Abstractions appeared to work, in that you could abstract transistors in specific configurations to become primitive functions, such as AND gates. Those gates were packed up into regularly performing functions such as those provided by Texas Instruments in its 7400 family. So long as you conformed to loading limits, you only had to consider “1” and “0,” and if you really needed to mix logic types like TTL and ECL, you used converters between the blocks.

By the time I graduated college, I almost knew the 7400 series by heart and only had to consult the manual every now and then to check on pin assignments, etc.

Those abstractions enabled me to design bigger things. I could design a whole computer in a day and didn't have to fiddle around with checking corner cases and deal with component selection or to make sure the tolerance of the resistor I specified would work. A single day! I could load it up in a simulator, using readily available models, or could construct the models fairly easily if they had already been created, and quickly iron out the most fundamental problems. Running the software would find the rest of the problems after it had been built. I can't imagine being able to do an analog design in such a short time – if at all.
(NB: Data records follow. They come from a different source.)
//! Shared HTTP fetcher for story sources.
//!
//! Sends the header set of a desktop browser (some story sites reject bare
//! clients), follows at most ten redirects, and lets reqwest decode gzip,
//! brotli, and zstd bodies.

use std::time::Duration;

use reqwest::header::{HeaderMap, HeaderName, HeaderValue};
use serde::de::DeserializeOwned;

const MAX_REDIRECTS: usize = 10;

const BROWSER_HEADERS: &[(&str, &str)] = &[
    (
        "user-agent",
        "Mozilla/5.0 (Windows NT 10.0; Win64; x64) AppleWebKit/537.36 (KHTML, like Gecko) Chrome/114.0.0.0 Safari/537.36",
    ),
    (
        "accept",
        "text/html,application/xhtml+xml,application/xml;q=0.9,image/avif,image/webp,image/apng,*/*;q=0.8,application/signed-exchange;v=b3;q=0.7",
    ),
    ("accept-language", "en-US,en;q=0.9"),
    ("cache-control", "no-cache"),
    ("pragma", "no-cache"),
    ("sec-fetch-dest", "document"),
    ("sec-fetch-mode", "navigate"),
    ("sec-fetch-site", "none"),
    ("sec-fetch-user", "?1"),
    ("upgrade-insecure-requests", "1"),
    (
        "sec-ch-ua",
        "\"Not.A/Brand\";v=\"8\", \"Chromium\";v=\"114\", \"Google Chrome\";v=\"114\"",
    ),
    ("sec-ch-ua-mobile", "?0"),
    ("sec-ch-ua-platform", "\"Windows\""),
    ("dnt", "1"),
];

/// Errors from a single fetch.
#[derive(Debug, thiserror::Error)]
pub enum FetchError {
    #[error("request to {url} failed: {source}")]
    Http {
        url: String,
        #[source]
        source: reqwest::Error,
    },

    #[error("{url} returned status {status}")]
    Status { url: String, status: u16 },

    #[error("invalid JSON from {url}: {source}")]
    Decode {
        url: String,
        #[source]
        source: serde_json::Error,
    },
}

impl FetchError {
    /// HTTP status of a non-2xx response.
    pub fn status(&self) -> Option<u16> {
        match self {
            FetchError::Status { status, .. } => Some(*status),
            _ => None,
        }
    }
}

/// Thin wrapper over one pooled [`reqwest::Client`].
#[derive(Debug, Clone)]
pub struct HttpFetcher {
    client: reqwest::Client,
}

impl HttpFetcher {
    pub fn new(timeout: Duration) -> Result<Self, reqwest::Error> {
        let client = reqwest::Client::builder()
            .default_headers(browser_headers())
            .redirect(reqwest::redirect::Policy::limited(MAX_REDIRECTS))
            .gzip(true)
            .brotli(true)
            .zstd(true)
            .connect_timeout(Duration::from_secs(10))
            .timeout(timeout)
            .build()?;
        Ok(Self { client })
    }

    /// GET `url` and return the body as text. Non-2xx is an error.
    pub async fn get_text(&self, url: &str) -> Result<String, FetchError> {
        self.get_text_with(url, HeaderMap::new()).await
    }

    /// GET `url` with extra headers and return the body as text.
    pub async fn get_text_with(&self, url: &str, headers: HeaderMap) -> Result<String, FetchError> {
        let http = |source| FetchError::Http {
            url: url.to_string(),
            source,
        };

        let started = std::time::Instant::now();
        let response = self
            .client
            .get(url)
            .headers(headers)
            .send()
            .await
            .map_err(http)?;
        let status = response.status();
        if !status.is_success() {
            return Err(FetchError::Status {
                url: url.to_string(),
                status: status.as_u16(),
            });
        }
        let body = response.text().await.map_err(http)?;

        tracing::debug!(
            url,
            status = status.as_u16(),
            bytes = body.len(),
            duration_ms = started.elapsed().as_millis() as u64,
            "fetched"
        );
        Ok(body)
    }

    /// GET `url` with extra headers and decode the body as JSON.
    pub async fn get_json<T: DeserializeOwned>(
        &self,
        url: &str,
        headers: HeaderMap,
    ) -> Result<T, FetchError> {
        let body = self.get_text_with(url, headers).await?;
        serde_json::from_str(&body).map_err(|source| FetchError::Decode {
            url: url.to_string(),
            source,
        })
    }
}

fn browser_headers() -> HeaderMap {
    let mut headers = HeaderMap::with_capacity(BROWSER_HEADERS.len());
    for &(name, value) in BROWSER_HEADERS {
        headers.insert(
            HeaderName::from_static(name),
            HeaderValue::from_static(value),
        );
    }
    headers
}

#[cfg(test)]
mod tests {
    use super::*;
    use httpmock::Method::GET;
    use httpmock::MockServer;

    fn fetcher() -> HttpFetcher {
        HttpFetcher::new(Duration::from_secs(5)).unwrap()
    }

    #[tokio::test]
    async fn sends_browser_headers() {
        let server = MockServer::start();
        let page = server.mock(|when, then| {
            when.method(GET)
                .path("/")
                .header("accept-language", "en-US,en;q=0.9")
                .header_exists("user-agent")
                .header_exists("sec-ch-ua");
            then.status(200).body("<html></html>");
        });

        let body = fetcher().get_text(&server.url("/")).await.unwrap();
        assert_eq!(body, "<html></html>");
        page.assert();
    }

    #[tokio::test]
    async fn follows_redirects() {
        let server = MockServer::start();
        server.mock(|when, then| {
            when.method(GET).path("/old");
            then.status(301).header("location", "/new");
        });
        server.mock(|when, then| {
            when.method(GET).path("/new");
            then.status(200).body("moved");
        });

        assert_eq!(fetcher().get_text(&server.url("/old")).await.unwrap(), "moved");
    }

    #[tokio::test]
    async fn non_success_is_status_error() {
        let server = MockServer::start();
        server.mock(|when, then| {
            when.method(GET);
            then.status(503);
        });

        let err = fetcher().get_text(&server.url("/")).await.unwrap_err();
        assert_eq!(err.status(), Some(503));
    }

    #[tokio::test]
    async fn json_decode_failure_names_url() {
        let server = MockServer::start();
        server.mock(|when, then| {
            when.method(GET).path("/api");
            then.status(200).body("not json");
        });

        let url = server.url("/api");
        let err = fetcher()
            .get_json::<Vec<serde_json::Value>>(&url, HeaderMap::new())
            .await
            .unwrap_err();
        assert!(matches!(err, FetchError::Decode { .. }));
        assert!(err.to_string().contains(&url));
    }

    #[test]
    fn header_table_is_valid() {
        assert_eq!(browser_headers().len(), BROWSER_HEADERS.len());
    }
}
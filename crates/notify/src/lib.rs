//! Outbound messaging for storywatch.
//!
//! This crate provides:
//! - `MessageChannel` trait for pluggable chat sinks
//! - Discord webhook channel implementation
//! - Title/field truncation and body chunking against sink limits
//! - `NotificationSink` which serializes header + chunk sequences per sink
//! - `ErrorEscalator` which forwards failures to an alert channel with a cooldown
//! - Minijinja rendering for alert messages

pub mod chunking;
pub mod discord;
pub mod escalation;
pub mod sink;
pub mod templating;
pub mod traits;

pub use discord::DiscordWebhook;
pub use escalation::{ErrorEscalator, Escalation};
pub use sink::{DeliveryError, DeliveryPermit, Header, NotificationSink, SinkLimits};
pub use templating::TemplateRenderer;
pub use traits::{Message, MessageChannel, NotifyError};
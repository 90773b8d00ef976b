//! End-to-end cycle scenarios against an in-memory source and channels.

use std::collections::HashSet;
use std::sync::atomic::{AtomicUsize, Ordering};
use std::sync::{Arc, Mutex};

use async_trait::async_trait;
use tempfile::TempDir;

use storywatch_core::{Candidate, ItemId, PipelineError, Story};
use storywatch_ingest::{IngestionCycle, ItemProcessor, RunState, SourceAdapter};
use storywatch_notify::{ErrorEscalator, Message, MessageChannel, NotificationSink, NotifyError};
use storywatch_storage::DedupStore;

const PREFIX: &str = "https://stories.test/story/";

struct MockSource {
    listing: Mutex<Result<Vec<String>, String>>,
    broken: Mutex<HashSet<String>>,
    parses: AtomicUsize,
}

impl MockSource {
    fn new(ids: &[&str]) -> Arc<Self> {
        Arc::new(Self {
            listing: Mutex::new(Ok(ids.iter().map(|s| s.to_string()).collect())),
            broken: Mutex::new(HashSet::new()),
            parses: AtomicUsize::new(0),
        })
    }

    fn set_listing(&self, ids: &[&str]) {
        *self.listing.lock().unwrap() = Ok(ids.iter().map(|s| s.to_string()).collect());
    }

    fn fail_listing(&self, reason: &str) {
        *self.listing.lock().unwrap() = Err(reason.to_string());
    }

    fn break_story(&self, id: &str) {
        self.broken.lock().unwrap().insert(id.to_string());
    }

    fn fix_story(&self, id: &str) {
        self.broken.lock().unwrap().remove(id);
    }
}

#[async_trait]
impl SourceAdapter for MockSource {
    fn name(&self) -> &str {
        "mock"
    }

    fn reference_prefix(&self) -> &str {
        PREFIX
    }

    async fn list_candidates(&self) -> Result<Vec<Candidate>, PipelineError> {
        match &*self.listing.lock().unwrap() {
            Ok(ids) => Ok(ids
                .iter()
                .map(|id| Candidate::new(format!("{PREFIX}{id}")))
                .collect()),
            Err(reason) => Err(PipelineError::network(
                "Failed to fetch story links",
                reason.clone(),
            )),
        }
    }

    async fn parse_item(&self, candidate: &Candidate) -> Result<Story, PipelineError> {
        self.parses.fetch_add(1, Ordering::SeqCst);
        let id = self.identifier(candidate);
        if self.broken.lock().unwrap().contains(id.as_str()) {
            return Err(PipelineError::scraping_msg(format!(
                "Empty company name for {id}"
            )));
        }
        Ok(Story {
            title: format!("Story {id}"),
            author: Some("anon".to_string()),
            company: Some("Acme".to_string()),
            tag: Some("Positive".to_string()),
            link: candidate.reference.clone(),
            body: format!("Body of {id}"),
            id,
        })
    }
}

/// Records every message; rejects embeds whose title is in `reject`.
#[derive(Default)]
struct RecordingChannel {
    sent: Mutex<Vec<Message>>,
    reject: Mutex<HashSet<String>>,
}

impl RecordingChannel {
    fn titles(&self) -> Vec<String> {
        self.sent
            .lock()
            .unwrap()
            .iter()
            .filter_map(|m| match m {
                Message::Embed { title, .. } => Some(title.clone()),
                Message::Text(_) => None,
            })
            .collect()
    }

    fn texts(&self) -> Vec<String> {
        self.sent
            .lock()
            .unwrap()
            .iter()
            .filter_map(|m| match m {
                Message::Text(t) => Some(t.clone()),
                Message::Embed { .. } => None,
            })
            .collect()
    }
}

#[async_trait]
impl MessageChannel for RecordingChannel {
    async fn send(&self, message: &Message) -> Result<(), NotifyError> {
        if let Message::Embed { title, .. } = message {
            if self.reject.lock().unwrap().contains(title) {
                return Err(NotifyError::Rejected {
                    status: 500,
                    body: "boom".to_string(),
                });
            }
        }
        self.sent.lock().unwrap().push(message.clone());
        Ok(())
    }

    fn channel_name(&self) -> &str {
        "recording"
    }
}

struct Harness {
    source: Arc<MockSource>,
    stories: Arc<RecordingChannel>,
    alerts: Arc<RecordingChannel>,
    store: Arc<DedupStore>,
    cycle: IngestionCycle,
    dir: TempDir,
}

fn harness(ids: &[&str]) -> Harness {
    let dir = tempfile::tempdir().unwrap();
    let source = MockSource::new(ids);
    let stories = Arc::new(RecordingChannel::default());
    let alerts = Arc::new(RecordingChannel::default());
    let store =
        Arc::new(DedupStore::open(dir.path().join("storage").join("mock_sent_stories.json")).unwrap());
    let sink = Arc::new(NotificationSink::new(stories.clone(), 0xFFDFBA));
    let escalator = Arc::new(ErrorEscalator::new(alerts.clone()));
    let processor = ItemProcessor::new(source.clone(), store.clone(), sink, escalator);
    Harness {
        source,
        stories,
        alerts,
        store,
        cycle: IngestionCycle::new(processor),
        dir,
    }
}

fn id(s: &str) -> ItemId {
    ItemId::new(s)
}

#[tokio::test]
async fn bootstrap_delivers_only_the_newest() {
    let mut h = harness(&["a", "b", "c"]);

    let report = h.cycle.run().await.unwrap();
    assert_eq!(report.candidates, 3);
    assert_eq!(report.dispatched, 1);
    assert_eq!(report.absorbed, 2);
    assert_eq!(report.delivered, 1);
    assert_eq!(h.stories.titles(), vec!["Story a", "Review/Description"]);
    assert!(h.store.has(&id("a")) && h.store.has(&id("b")) && h.store.has(&id("c")));
    assert_eq!(h.cycle.state(), RunState::SteadyState);

    let second = h.cycle.run().await.unwrap();
    assert_eq!(second.delivered, 0);
    assert_eq!(second.skipped, 3);
    assert_eq!(h.stories.titles().len(), 2);
}

#[tokio::test]
async fn steady_state_delivers_every_new_story() {
    let mut h = harness(&["a"]);
    h.cycle.run().await.unwrap();

    h.source.set_listing(&["d", "e", "a"]);
    let report = h.cycle.run().await.unwrap();
    assert_eq!(report.dispatched, 3);
    assert_eq!(report.delivered, 2);
    assert_eq!(report.skipped, 1);
    assert!(h.store.has(&id("d")) && h.store.has(&id("e")));

    let titles = h.stories.titles();
    assert!(titles.contains(&"Story d".to_string()));
    assert!(titles.contains(&"Story e".to_string()));
}

#[tokio::test]
async fn parse_failure_leaves_story_unmarked_and_retries_next_cycle() {
    let mut h = harness(&["a"]);
    h.cycle.run().await.unwrap();

    h.source.set_listing(&["x"]);
    h.source.break_story("x");
    let report = h.cycle.run().await.unwrap();
    assert_eq!(report.failed, 1);
    assert!(!h.store.has(&id("x")));
    assert_eq!(h.alerts.texts().len(), 1);
    assert!(h.alerts.texts()[0].contains("Type: ScrapingError"));

    h.source.fix_story("x");
    let retry = h.cycle.run().await.unwrap();
    assert_eq!(retry.delivered, 1);
    assert!(h.store.has(&id("x")));
}

#[tokio::test]
async fn delivery_failure_leaves_story_unmarked() {
    let mut h = harness(&["a"]);
    h.cycle.run().await.unwrap();

    h.stories.reject.lock().unwrap().insert("Story y".to_string());
    h.source.set_listing(&["y"]);
    let report = h.cycle.run().await.unwrap();

    assert_eq!(report.failed, 1);
    assert!(!h.store.has(&id("y")));
    let alerts = h.alerts.texts();
    assert_eq!(alerts.len(), 1);
    assert!(alerts[0].contains("Type: DeliveryError"));
    assert!(alerts[0].contains("Message: Failed to deliver story\n"));
    assert!(alerts[0].contains("Source: mock\n"));
}

#[tokio::test]
async fn storage_failure_does_not_reverse_delivery() {
    let mut h = harness(&["a"]);
    h.cycle.run().await.unwrap();

    std::fs::remove_dir_all(h.dir.path().join("storage")).unwrap();
    h.source.set_listing(&["z"]);
    let report = h.cycle.run().await.unwrap();

    assert_eq!(report.delivered, 1);
    assert!(h.stories.titles().contains(&"Story z".to_string()));
    assert!(h.store.has(&id("z")));
    let alerts = h.alerts.texts();
    assert_eq!(alerts.len(), 1);
    assert!(alerts[0].contains("Type: StorageError"));
}

#[tokio::test]
async fn listing_failure_keeps_bootstrap() {
    let mut h = harness(&[]);
    h.source.fail_listing("connection reset");

    let err = h.cycle.run().await.unwrap_err();
    assert_eq!(err.to_string(), "Failed to fetch story links: connection reset");
    assert_eq!(h.cycle.state(), RunState::Bootstrap);

    h.source.set_listing(&["a", "b"]);
    let report = h.cycle.run().await.unwrap();
    assert_eq!(report.delivered, 1);
    assert_eq!(report.absorbed, 1);
}

#[tokio::test]
async fn empty_first_listing_ends_bootstrap() {
    let mut h = harness(&[]);
    let report = h.cycle.run().await.unwrap();
    assert_eq!(report.candidates, 0);
    assert_eq!(h.cycle.state(), RunState::SteadyState);

    h.source.set_listing(&["a", "b", "c"]);
    let next = h.cycle.run().await.unwrap();
    assert_eq!(next.delivered, 3);
    assert_eq!(next.absorbed, 0);
}

#[tokio::test]
async fn outage_escalates_once_for_many_stories() {
    let mut h = harness(&["a"]);
    h.cycle.run().await.unwrap();

    for title in ["Story p", "Story q", "Story r"] {
        h.stories.reject.lock().unwrap().insert(title.to_string());
    }
    h.source.set_listing(&["p", "q", "r"]);
    let report = h.cycle.run().await.unwrap();

    assert_eq!(report.failed, 3);
    assert_eq!(h.alerts.texts().len(), 1);
}

#[tokio::test]
async fn storage_outage_escalates_once_for_many_stories() {
    let mut h = harness(&["a"]);
    h.cycle.run().await.unwrap();

    std::fs::remove_dir_all(h.dir.path().join("storage")).unwrap();
    h.source.set_listing(&["s", "t"]);
    let report = h.cycle.run().await.unwrap();

    assert_eq!(report.delivered, 2);
    let alerts = h.alerts.texts();
    assert_eq!(alerts.len(), 1);
    assert!(alerts[0].contains("Message: Failed to mark story as sent\n"));
}

#[tokio::test]
async fn bootstrap_parse_failure_still_absorbs_backlog() {
    let mut h = harness(&["a", "b", "c"]);
    h.source.break_story("a");

    let report = h.cycle.run().await.unwrap();
    assert_eq!(report.failed, 1);
    assert_eq!(report.absorbed, 2);
    assert!(!h.store.has(&id("a")));
    assert_eq!(h.cycle.state(), RunState::SteadyState);

    h.source.fix_story("a");
    let next = h.cycle.run().await.unwrap();
    assert_eq!(next.delivered, 1);
    assert_eq!(next.skipped, 2);
    assert_eq!(h.source.parses.load(Ordering::SeqCst), 2);
}

#[tokio::test]
async fn dedup_state_survives_a_restart() {
    let mut h = harness(&["a", "b"]);
    h.cycle.run().await.unwrap();
    let path = h.store.path().to_path_buf();

    let reopened = DedupStore::open(&path).unwrap();
    assert!(reopened.has(&id("a")));
    assert!(reopened.has(&id("b")));
}
//! One poll of one source.
//!
//! The first successful listing since process start is the bootstrap: only
//! the newest story is announced and the backlog is marked as seen, so a
//! fresh deployment does not flood the channel. An empty first listing still
//! ends the bootstrap. Every later listing dispatches all candidates.

use std::time::Instant;

use tokio::task::JoinSet;
use tracing::{debug, error, info};

use storywatch_core::PipelineError;

use crate::processor::{ItemOutcome, ItemProcessor};

#[derive(Debug, Clone, Copy, PartialEq, Eq)]
pub enum RunState {
    Bootstrap,
    SteadyState,
}

/// Counters for one cycle.
#[derive(Debug, Clone, Default, PartialEq, Eq)]
pub struct CycleReport {
    pub candidates: usize,
    /// Items spawned as delivery tasks.
    pub dispatched: usize,
    /// Backlog items marked during bootstrap without delivery.
    pub absorbed: usize,
    pub delivered: usize,
    /// Items found already present in the dedup store.
    pub skipped: usize,
    pub failed: usize,
}

pub struct IngestionCycle {
    processor: ItemProcessor,
    state: RunState,
}

impl IngestionCycle {
    pub fn new(processor: ItemProcessor) -> Self {
        Self {
            processor,
            state: RunState::Bootstrap,
        }
    }

    pub fn state(&self) -> RunState {
        self.state
    }

    pub fn source_name(&self) -> &str {
        self.processor.source().name()
    }

    pub fn processor(&self) -> &ItemProcessor {
        &self.processor
    }

    /// List, dispatch, and wait for every dispatched task.
    ///
    /// A listing failure aborts the cycle and leaves the run state unchanged.
    pub async fn run(&mut self) -> Result<CycleReport, PipelineError> {
        let started = Instant::now();
        let source = self.processor.source().name().to_string();

        let candidates = self.processor.source().list_candidates().await?;
        let mut report = CycleReport {
            candidates: candidates.len(),
            ..CycleReport::default()
        };
        if candidates.is_empty() {
            self.state = RunState::SteadyState;
            debug!(source = %source, "no candidates");
            return Ok(report);
        }

        let mut tasks = JoinSet::new();
        match self.state {
            RunState::Bootstrap => {
                let mut candidates = candidates.into_iter();
                if let Some(newest) = candidates.next() {
                    let processor = self.processor.clone();
                    tasks.spawn(async move { processor.process(newest).await });
                }
                for candidate in candidates {
                    match self.processor.absorb(&candidate).await {
                        Ok(true) => report.absorbed += 1,
                        Ok(false) => report.skipped += 1,
                        Err(e) => {
                            self.processor.escalator().report(&source, &e).await;
                            report.failed += 1;
                        }
                    }
                }
                self.state = RunState::SteadyState;
                info!(source = %source, absorbed = report.absorbed, "bootstrap complete");
            }
            RunState::SteadyState => {
                for candidate in candidates {
                    let processor = self.processor.clone();
                    tasks.spawn(async move { processor.process(candidate).await });
                }
            }
        }
        report.dispatched = tasks.len();

        while let Some(joined) = tasks.join_next().await {
            match joined {
                Ok(ItemOutcome::Delivered) => report.delivered += 1,
                Ok(ItemOutcome::AlreadySeen) => report.skipped += 1,
                Ok(ItemOutcome::Failed) => report.failed += 1,
                Err(e) => {
                    error!(source = %source, error = %e, "story task panicked");
                    report.failed += 1;
                }
            }
        }

        info!(
            source = %source,
            candidates = report.candidates,
            dispatched = report.dispatched,
            absorbed = report.absorbed,
            delivered = report.delivered,
            skipped = report.skipped,
            failed = report.failed,
            duration_ms = started.elapsed().as_millis() as u64,
            "cycle complete"
        );
        Ok(report)
    }
}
My first computer was constructed using printed circuit boards I made myself with a solid copper sheet and acid etch. I guess it was at about 1/8″ to 1/4″ geometry. For the ones I couldn't route, I used wires, and, yes, it looked a mess by the time I was done, but it worked.

It ran my own operating system, Brian's Operating System (The BOS). I had problems with only one part of the whole design — designing and building the interface to the cassette tape recorder, which was where my software was stored, my bulk storage. I basically just used a dual tone to record my ones and zeros and added in a few parity bits. That was a clear indication to me that I did not have what it took to become an analog designer.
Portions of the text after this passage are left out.